During Obama's administration, what most people in my circles talked about a lot was the lack of a scandal. What the author of the site I posted misses is that the scandal most people are concerned with is the personal skeletons inside a President's closet. Things like:
Is he a faithful husband? Or does he have his own Monica Lewinsky under his table? This seems to be the number one scandal that destroys politicians faster than they can zip their fly. History is full of sex scandals of either the President, his offspring or his closest relatives. There's always a sex scandal. North Carolina's candidate for senator Cal Cunningham just got busted very recently and embarrassed his entire family. My heart goes out to his wife and kids. But not the Obamas. No sex scandal anywhere to be found there.
No sex scandal? Then there must be a drug scandal. Either the President or his immediate family. None there? Then dirty ball playing politicians will find an estranged drug addicted family member.
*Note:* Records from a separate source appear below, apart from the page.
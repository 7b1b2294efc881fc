// Configuration structs

use serde::Deserialize;
use std::collections::BTreeMap;
use std::path::{Path, PathBuf};

use super::constants::{CLI_TARGET_NAME, DEFAULT_SRC_GLOB};
use crate::errors::ConfigError;
use crate::files::FileSet;
use crate::rewrite::{MissPolicy, RewriteOptions};

/// Values shared by every target unless the target sets its own.
#[derive(Debug, Clone, Default, Deserialize)]
#[serde(deny_unknown_fields)]
pub struct TargetDefaults {
    #[serde(default)]
    pub manifest: Option<PathBuf>,
    #[serde(default)]
    pub static_dir: Option<String>,
    #[serde(default)]
    pub on_missing: Option<MissPolicy>,
}

/// One `[targets.<name>]` table as written in the file.
#[derive(Debug, Clone, Deserialize)]
#[serde(deny_unknown_fields)]
pub struct TargetEntry {
    #[serde(default)]
    pub manifest: Option<PathBuf>,
    #[serde(default)]
    pub static_dir: Option<String>,
    #[serde(default)]
    pub on_missing: Option<MissPolicy>,
    #[serde(default = "default_cwd")]
    pub cwd: PathBuf,
    #[serde(default = "default_src")]
    pub src: Vec<String>,
    #[serde(default)]
    pub dest: Option<PathBuf>,
}

fn default_cwd() -> PathBuf {
    PathBuf::from(".")
}

fn default_src() -> Vec<String> {
    vec![DEFAULT_SRC_GLOB.to_string()]
}

/// The TOML document.
#[derive(Debug, Clone, Default, Deserialize)]
#[serde(deny_unknown_fields)]
pub struct ConfigFile {
    #[serde(default)]
    pub defaults: TargetDefaults,
    #[serde(default)]
    pub targets: BTreeMap<String, TargetEntry>,
}

/// A fully resolved target, ready to run.
#[derive(Debug, Clone)]
pub struct Target {
    pub name: String,
    /// `None` until validation; a target without one is rejected.
    pub manifest: Option<PathBuf>,
    pub static_dir: String,
    pub on_missing: MissPolicy,
    pub files: FileSet,
}

impl Target {
    pub fn rewrite_options(&self, dry_run: bool, strict: bool) -> RewriteOptions {
        RewriteOptions {
            static_root: self.static_dir.clone(),
            on_missing: if strict {
                MissPolicy::Fail
            } else {
                self.on_missing
            },
            dry_run,
        }
    }

    fn validate(&self) -> Result<(), ConfigError> {
        if self.manifest.is_none() {
            return Err(ConfigError::MissingManifest {
                target: self.name.clone(),
            });
        }
        if self.files.src.is_empty() {
            return Err(ConfigError::EmptySources {
                target: self.name.clone(),
            });
        }
        self.files
            .validate()
            .map_err(|source| ConfigError::InvalidGlob {
                target: self.name.clone(),
                source,
            })
    }
}

/// Command-line flags that override or replace file configuration.
#[derive(Debug, Clone, Default)]
pub struct Overrides {
    pub manifest: Option<PathBuf>,
    pub static_dir: Option<String>,
    pub cwd: Option<PathBuf>,
    pub src: Vec<String>,
    pub dest: Option<PathBuf>,
}

impl Overrides {
    pub fn is_empty(&self) -> bool {
        self.manifest.is_none()
            && self.static_dir.is_none()
            && self.cwd.is_none()
            && self.src.is_empty()
            && self.dest.is_none()
    }
}

#[derive(Debug, Clone, Default)]
pub struct Config {
    /// File the configuration came from, if any.
    pub source: Option<PathBuf>,
    pub defaults: TargetDefaults,
    pub targets: Vec<Target>,
}

impl Config {
    /// Resolve a parsed file. Relative paths are taken relative to `base_dir`.
    pub fn from_file(file: ConfigFile, base_dir: &Path, source: Option<PathBuf>) -> Self {
        let defaults = TargetDefaults {
            manifest: file.defaults.manifest.map(|p| join_base(base_dir, p)),
            ..file.defaults
        };

        let targets = file
            .targets
            .into_iter()
            .map(|(name, entry)| {
                let mut files = FileSet::new(join_base(base_dir, entry.cwd), entry.src);
                files.dest = entry.dest.map(|p| join_base(base_dir, p));
                Target {
                    name,
                    manifest: entry
                        .manifest
                        .map(|p| join_base(base_dir, p))
                        .or_else(|| defaults.manifest.clone()),
                    static_dir: entry
                        .static_dir
                        .or_else(|| defaults.static_dir.clone())
                        .unwrap_or_default(),
                    on_missing: entry.on_missing.or(defaults.on_missing).unwrap_or_default(),
                    files,
                }
            })
            .collect();

        Self {
            source,
            defaults,
            targets,
        }
    }

    /// Apply command-line flags.
    ///
    /// With `--manifest` the file's targets are replaced by a single ad-hoc
    /// target. Otherwise the flags override every configured target.
    pub fn apply_overrides(&mut self, overrides: &Overrides) {
        if overrides.is_empty() {
            return;
        }

        if let Some(manifest) = &overrides.manifest {
            let src = if overrides.src.is_empty() {
                default_src()
            } else {
                overrides.src.clone()
            };
            let mut files = FileSet::new(overrides.cwd.clone().unwrap_or_else(default_cwd), src);
            files.dest = overrides.dest.clone();
            self.targets = vec![Target {
                name: CLI_TARGET_NAME.to_string(),
                manifest: Some(manifest.clone()),
                static_dir: overrides
                    .static_dir
                    .clone()
                    .or_else(|| self.defaults.static_dir.clone())
                    .unwrap_or_default(),
                on_missing: self.defaults.on_missing.unwrap_or_default(),
                files,
            }];
            return;
        }

        for target in &mut self.targets {
            if let Some(static_dir) = &overrides.static_dir {
                target.static_dir = static_dir.clone();
            }
            if let Some(cwd) = &overrides.cwd {
                target.files.cwd = cwd.clone();
            }
            if !overrides.src.is_empty() {
                target.files.src = overrides.src.clone();
            }
            if let Some(dest) = &overrides.dest {
                target.files.dest = Some(dest.clone());
            }
        }
    }

    pub fn validate(&self) -> Result<(), ConfigError> {
        if self.targets.is_empty() {
            return Err(ConfigError::NoTargets);
        }
        self.targets.iter().try_for_each(Target::validate)
    }

    /// Targets to run, in file order. An empty selection means all of them.
    pub fn select(&self, names: &[String]) -> Result<Vec<&Target>, ConfigError> {
        if names.is_empty() {
            return Ok(self.targets.iter().collect());
        }
        names
            .iter()
            .map(|name| {
                self.targets
                    .iter()
                    .find(|t| &t.name == name)
                    .ok_or_else(|| ConfigError::UnknownTarget(name.clone()))
            })
            .collect()
    }
}

fn join_base(base_dir: &Path, path: PathBuf) -> PathBuf {
    if path.is_absolute() {
        path
    } else {
        base_dir.join(path)
    }
}
// Configuration module
// Public interface for configuration loading

pub mod constants;
mod loader;
mod settings;

pub use loader::{load_config, load_from_file};
pub use settings::{Config, ConfigFile, Overrides, Target, TargetDefaults, TargetEntry};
None of those were found in Obama's family either.
In fact, Obama was so clean the only thing left to attack was the veracity of his citizenship! Little did the dirty politicians know that that was an admission that this American President is so clean that he has to be too good to be true. Meaning, he isn't even American. LOL
The so called scandals of his administration are the price of doing business on the planet. Most are not scandals at all. They are simply complaints.
Whether his administration was free of scandal or not. Obama and his family certainly are. I don't recall that ever happening in my time on Earth.
Hans von Spakovsky is an authority on a wide range of issues – including civil rights, civil justice, the First Amendment, immigration.
You often hear that the Obama administration, whatever its other failings, has been “scandal-free.” Valerie Jarrett, the president’s closest adviser, has said he “prides himself on the fact that his administration hasn’t had a scandal and he hasn’t done something to embarrass himself.”
Even Trump adviser Peter Thiel seems to agree. When the New York Times’s Maureen Dowd observed during an interview that Mr. Obama’s administration was “without any ethical shadiness,” Mr. Thiel accepted the premise, saying: “But there’s a point where no corruption can be a bad thing. It can mean that things are too boring.”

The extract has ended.